Check every line of the entries that follow, and copy the ones containing "match".
[[ Records for the exercise open ]]
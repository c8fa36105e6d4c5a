use std::sync::{Arc, Weak};
use std::time::Duration;

use tokio::sync::Semaphore;

use crate::config::Throttle;

/// Process-wide request throttle shared by every download slot.
///
/// Permits are replenished on a fixed interval by a background task, so the
/// request rate is bounded no matter how wide the download fan-out is.
/// Acquiring a slot only ever delays the caller, it never fails or drops a
/// request.
#[derive(Debug, Clone)]
pub struct RateLimiter {
    permits: Arc<Semaphore>,
}

impl RateLimiter {
    /// Must be called within a tokio runtime.
    pub fn new(throttle: Throttle) -> Self {
        let (interval, batch) = match throttle {
            Throttle::PerSecond(n) => (Duration::from_secs(1), n.get() as usize),
            Throttle::Delay(secs) => (Duration::from_secs_f32(secs.max(0.001)), 1),
        };
        let permits = Arc::new(Semaphore::new(batch));
        tokio::spawn(refill(Arc::downgrade(&permits), interval, batch));
        Self { permits }
    }

    /// Waits for the next request slot.
    pub async fn acquire(&self) {
        if let Ok(permit) = self.permits.acquire().await {
            permit.forget();
        }
    }
}

async fn refill(permits: Weak<Semaphore>, interval: Duration, batch: usize) {
    loop {
        tokio::time::sleep(interval).await;
        match permits.upgrade() {
            Some(permits) => {
                // Top up instead of add, unused slots don't accumulate.
                let missing = batch.saturating_sub(permits.available_permits());
                permits.add_permits(missing);
            }
            // Limiter dropped, the crawl is over.
            None => break,
        }
    }
}
use std::time::Duration;

use anyhow::Result;
use reqwest::header::CONTENT_TYPE;
use reqwest::StatusCode;

use crate::config::CrawlerConfig;
use crate::limiter::RateLimiter;

pub(crate) fn build_client(conf: &CrawlerConfig) -> Result<reqwest::Client> {
    Ok(reqwest::ClientBuilder::new()
        .user_agent(&conf.user_agent)
        .gzip(true)
        .deflate(true)
        .timeout(Duration::from_secs_f32(conf.request_timeout))
        .build()?)
}

/// Downloads a single page, honoring the rate limiter.
///
/// `Ok(None)` means the URL yielded no crawlable content: a non-200 status
/// or a non-HTML payload. Transport failures surface as `Err` and are dealt
/// with by the caller's `OnError` policy.
pub(crate) async fn fetch_page(
    client: &reqwest::Client,
    limiter: Option<&RateLimiter>,
    url: &str,
) -> Result<Option<String>> {
    if let Some(limiter) = limiter {
        limiter.acquire().await;
    }
    let resp = client.get(url).send().await?;
    if resp.status() != StatusCode::OK {
        log::debug!("Skipping {url}: status {}", resp.status());
        return Ok(None);
    }
    let html = resp
        .headers()
        .get(CONTENT_TYPE)
        .and_then(|c| c.to_str().ok())
        .map(|c| c.to_ascii_lowercase().contains("text/html"))
        .unwrap_or(false);
    if !html {
        log::debug!("Skipping {url}: not text/html");
        return Ok(None);
    }
    Ok(Some(resp.text().await?))
}
const EARTH_RADIUS_KM: f64 = 6371.0;

/// Moves a lat/lng point `distance_km` along `bearing_deg` on a great
/// circle. North is 0°, east 90°.
pub fn move_center(lat: f64, lng: f64, distance_km: f64, bearing_deg: f64) -> (f64, f64) {
    let lat_rad = lat.to_radians();
    let lng_rad = lng.to_radians();
    let bearing_rad = bearing_deg.to_radians();
    let angular = distance_km / EARTH_RADIUS_KM;

    let new_lat_sin =
        lat_rad.sin() * angular.cos() + lat_rad.cos() * angular.sin() * bearing_rad.cos();
    let new_lat = new_lat_sin.atan2((1.0 - new_lat_sin * new_lat_sin).sqrt());

    let new_lng = lng_rad
        + (bearing_rad.sin() * angular.sin() * lat_rad.cos())
            .atan2(angular.cos() - lat_rad.sin() * new_lat.sin());

    (new_lat.to_degrees(), new_lng.to_degrees())
}

#[cfg(test)]
mod tests {
    use super::*;

    #[test]
    fn zero_distance_is_a_noop() {
        let (lat, lng) = move_center(35.4676, -97.5164, 0.0, 180.0);
        assert!((lat - 35.4676).abs() < 1e-9);
        assert!((lng - -97.5164).abs() < 1e-9);
    }

    #[test]
    fn one_degree_of_latitude_is_about_111_km() {
        let (lat, lng) = move_center(0.0, 0.0, 111.19, 0.0);
        assert!((lat - 1.0).abs() < 0.01, "lat was {lat}");
        assert!(lng.abs() < 1e-9, "lng was {lng}");
    }

    #[test]
    fn south_bearing_decreases_latitude() {
        let (lat, _) = move_center(35.0, -97.0, 10.0, 180.0);
        assert!(lat < 35.0);
    }
}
[[ Records for the exercise closed ]]
| Response |
        let (interval, batch) = match throttle {
        match permits.upgrade() {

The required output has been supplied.